* _TASK STATEMENT_
Search the records below for the string "ConfigError", and report each line that contains it.

(Dataset records)
########

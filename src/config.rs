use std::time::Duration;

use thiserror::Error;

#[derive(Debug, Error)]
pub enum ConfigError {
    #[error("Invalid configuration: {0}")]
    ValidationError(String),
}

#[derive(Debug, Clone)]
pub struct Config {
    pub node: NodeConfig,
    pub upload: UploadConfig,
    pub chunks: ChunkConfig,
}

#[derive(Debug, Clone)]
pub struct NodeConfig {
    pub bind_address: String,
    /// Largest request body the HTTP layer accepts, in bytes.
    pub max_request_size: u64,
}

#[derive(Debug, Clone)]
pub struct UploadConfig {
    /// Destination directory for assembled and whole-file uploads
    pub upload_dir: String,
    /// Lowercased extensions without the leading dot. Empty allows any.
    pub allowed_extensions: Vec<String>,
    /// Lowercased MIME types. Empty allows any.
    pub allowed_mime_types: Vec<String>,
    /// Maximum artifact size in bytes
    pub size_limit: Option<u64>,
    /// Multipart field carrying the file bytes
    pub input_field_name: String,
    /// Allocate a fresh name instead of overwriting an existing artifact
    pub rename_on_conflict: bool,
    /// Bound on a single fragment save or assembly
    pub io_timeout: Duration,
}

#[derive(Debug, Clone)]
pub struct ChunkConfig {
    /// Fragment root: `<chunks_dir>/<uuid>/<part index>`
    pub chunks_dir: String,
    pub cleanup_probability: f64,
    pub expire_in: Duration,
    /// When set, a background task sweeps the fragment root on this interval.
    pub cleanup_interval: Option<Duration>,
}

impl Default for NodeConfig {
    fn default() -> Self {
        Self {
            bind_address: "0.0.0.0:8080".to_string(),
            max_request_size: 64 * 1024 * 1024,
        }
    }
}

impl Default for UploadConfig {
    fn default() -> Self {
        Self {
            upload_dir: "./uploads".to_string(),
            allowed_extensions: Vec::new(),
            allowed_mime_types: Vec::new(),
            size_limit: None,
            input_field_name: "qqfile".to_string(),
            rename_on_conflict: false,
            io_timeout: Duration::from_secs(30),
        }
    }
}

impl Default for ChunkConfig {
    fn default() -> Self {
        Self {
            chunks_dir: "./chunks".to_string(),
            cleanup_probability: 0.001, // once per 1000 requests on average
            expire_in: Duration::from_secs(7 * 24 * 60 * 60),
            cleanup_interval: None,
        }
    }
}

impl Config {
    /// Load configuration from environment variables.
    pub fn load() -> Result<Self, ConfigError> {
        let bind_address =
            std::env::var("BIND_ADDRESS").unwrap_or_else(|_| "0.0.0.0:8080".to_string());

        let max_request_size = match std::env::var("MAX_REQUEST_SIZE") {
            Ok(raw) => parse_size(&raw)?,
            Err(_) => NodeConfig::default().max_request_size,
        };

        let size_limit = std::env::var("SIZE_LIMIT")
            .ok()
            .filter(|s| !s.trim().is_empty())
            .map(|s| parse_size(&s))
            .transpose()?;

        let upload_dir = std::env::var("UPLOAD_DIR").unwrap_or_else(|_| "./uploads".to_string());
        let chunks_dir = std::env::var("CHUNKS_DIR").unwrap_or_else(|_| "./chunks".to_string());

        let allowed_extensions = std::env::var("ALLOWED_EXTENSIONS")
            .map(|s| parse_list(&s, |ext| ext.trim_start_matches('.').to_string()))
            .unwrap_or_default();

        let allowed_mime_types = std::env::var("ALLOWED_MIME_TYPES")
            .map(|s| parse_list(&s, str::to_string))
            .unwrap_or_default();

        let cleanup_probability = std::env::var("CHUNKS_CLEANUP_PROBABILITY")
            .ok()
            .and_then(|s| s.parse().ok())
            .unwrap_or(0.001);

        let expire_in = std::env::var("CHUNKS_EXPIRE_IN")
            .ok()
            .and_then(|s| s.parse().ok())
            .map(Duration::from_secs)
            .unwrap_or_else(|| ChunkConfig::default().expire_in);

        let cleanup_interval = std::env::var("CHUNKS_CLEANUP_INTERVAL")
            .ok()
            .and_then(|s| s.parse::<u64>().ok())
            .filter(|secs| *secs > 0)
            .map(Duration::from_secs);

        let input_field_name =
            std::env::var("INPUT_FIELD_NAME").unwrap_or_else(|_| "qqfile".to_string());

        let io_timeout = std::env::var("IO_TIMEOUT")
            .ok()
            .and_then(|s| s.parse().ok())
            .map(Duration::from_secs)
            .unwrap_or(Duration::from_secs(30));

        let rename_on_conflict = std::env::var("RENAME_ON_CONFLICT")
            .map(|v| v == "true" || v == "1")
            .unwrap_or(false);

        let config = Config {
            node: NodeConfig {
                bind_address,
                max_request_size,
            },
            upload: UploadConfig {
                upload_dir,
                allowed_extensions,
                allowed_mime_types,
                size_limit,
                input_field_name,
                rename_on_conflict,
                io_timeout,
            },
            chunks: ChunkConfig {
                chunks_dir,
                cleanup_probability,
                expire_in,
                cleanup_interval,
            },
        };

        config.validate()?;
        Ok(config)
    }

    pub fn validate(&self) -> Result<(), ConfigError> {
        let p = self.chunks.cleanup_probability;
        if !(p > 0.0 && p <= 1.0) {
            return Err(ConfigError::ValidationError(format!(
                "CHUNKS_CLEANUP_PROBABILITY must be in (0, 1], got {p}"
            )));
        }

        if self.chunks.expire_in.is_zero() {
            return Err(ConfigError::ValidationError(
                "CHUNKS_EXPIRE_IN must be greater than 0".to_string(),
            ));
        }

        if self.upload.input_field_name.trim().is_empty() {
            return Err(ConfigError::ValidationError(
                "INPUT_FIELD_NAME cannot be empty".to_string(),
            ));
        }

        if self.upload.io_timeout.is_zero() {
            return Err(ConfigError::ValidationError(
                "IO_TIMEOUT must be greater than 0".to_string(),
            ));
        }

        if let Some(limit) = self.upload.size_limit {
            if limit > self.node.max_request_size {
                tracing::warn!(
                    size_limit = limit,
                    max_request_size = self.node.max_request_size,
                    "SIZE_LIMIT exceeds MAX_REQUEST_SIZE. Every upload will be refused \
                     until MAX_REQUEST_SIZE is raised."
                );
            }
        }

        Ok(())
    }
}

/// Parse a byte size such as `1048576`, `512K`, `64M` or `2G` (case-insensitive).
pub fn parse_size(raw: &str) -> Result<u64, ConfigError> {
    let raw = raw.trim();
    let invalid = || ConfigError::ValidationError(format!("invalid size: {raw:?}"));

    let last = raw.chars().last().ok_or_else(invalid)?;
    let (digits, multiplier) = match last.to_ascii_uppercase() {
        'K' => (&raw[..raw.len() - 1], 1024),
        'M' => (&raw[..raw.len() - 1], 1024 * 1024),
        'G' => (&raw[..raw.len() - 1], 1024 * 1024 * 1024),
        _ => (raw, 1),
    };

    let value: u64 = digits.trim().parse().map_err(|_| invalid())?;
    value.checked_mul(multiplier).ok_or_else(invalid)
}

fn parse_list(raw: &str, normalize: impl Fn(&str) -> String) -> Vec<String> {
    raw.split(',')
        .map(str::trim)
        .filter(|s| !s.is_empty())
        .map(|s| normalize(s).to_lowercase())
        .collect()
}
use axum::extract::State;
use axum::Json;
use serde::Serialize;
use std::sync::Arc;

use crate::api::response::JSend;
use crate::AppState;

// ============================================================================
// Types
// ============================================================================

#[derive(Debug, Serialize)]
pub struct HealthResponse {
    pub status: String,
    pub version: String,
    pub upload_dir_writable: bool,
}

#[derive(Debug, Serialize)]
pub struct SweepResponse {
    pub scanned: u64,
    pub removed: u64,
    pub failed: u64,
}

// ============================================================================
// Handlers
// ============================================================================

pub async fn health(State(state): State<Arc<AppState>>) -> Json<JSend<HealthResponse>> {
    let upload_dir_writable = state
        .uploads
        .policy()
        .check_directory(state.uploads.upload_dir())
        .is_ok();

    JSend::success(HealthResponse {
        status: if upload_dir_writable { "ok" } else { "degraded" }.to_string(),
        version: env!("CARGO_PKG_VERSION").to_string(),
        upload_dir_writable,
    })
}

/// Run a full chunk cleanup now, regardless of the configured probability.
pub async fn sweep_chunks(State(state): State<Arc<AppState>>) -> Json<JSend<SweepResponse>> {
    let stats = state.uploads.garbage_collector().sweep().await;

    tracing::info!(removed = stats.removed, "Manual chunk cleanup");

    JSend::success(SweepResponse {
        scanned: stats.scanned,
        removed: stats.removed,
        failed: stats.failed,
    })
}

########

* _TASK RESPONSE_
pub enum ConfigError {
    pub fn load() -> Result<Self, ConfigError> {
    pub fn validate(&self) -> Result<(), ConfigError> {
            return Err(ConfigError::ValidationError(format!(
            return Err(ConfigError::ValidationError(
            return Err(ConfigError::ValidationError(
            return Err(ConfigError::ValidationError(
pub fn parse_size(raw: &str) -> Result<u64, ConfigError> {
    let invalid = || ConfigError::ValidationError(format!("invalid size: {raw:?}"));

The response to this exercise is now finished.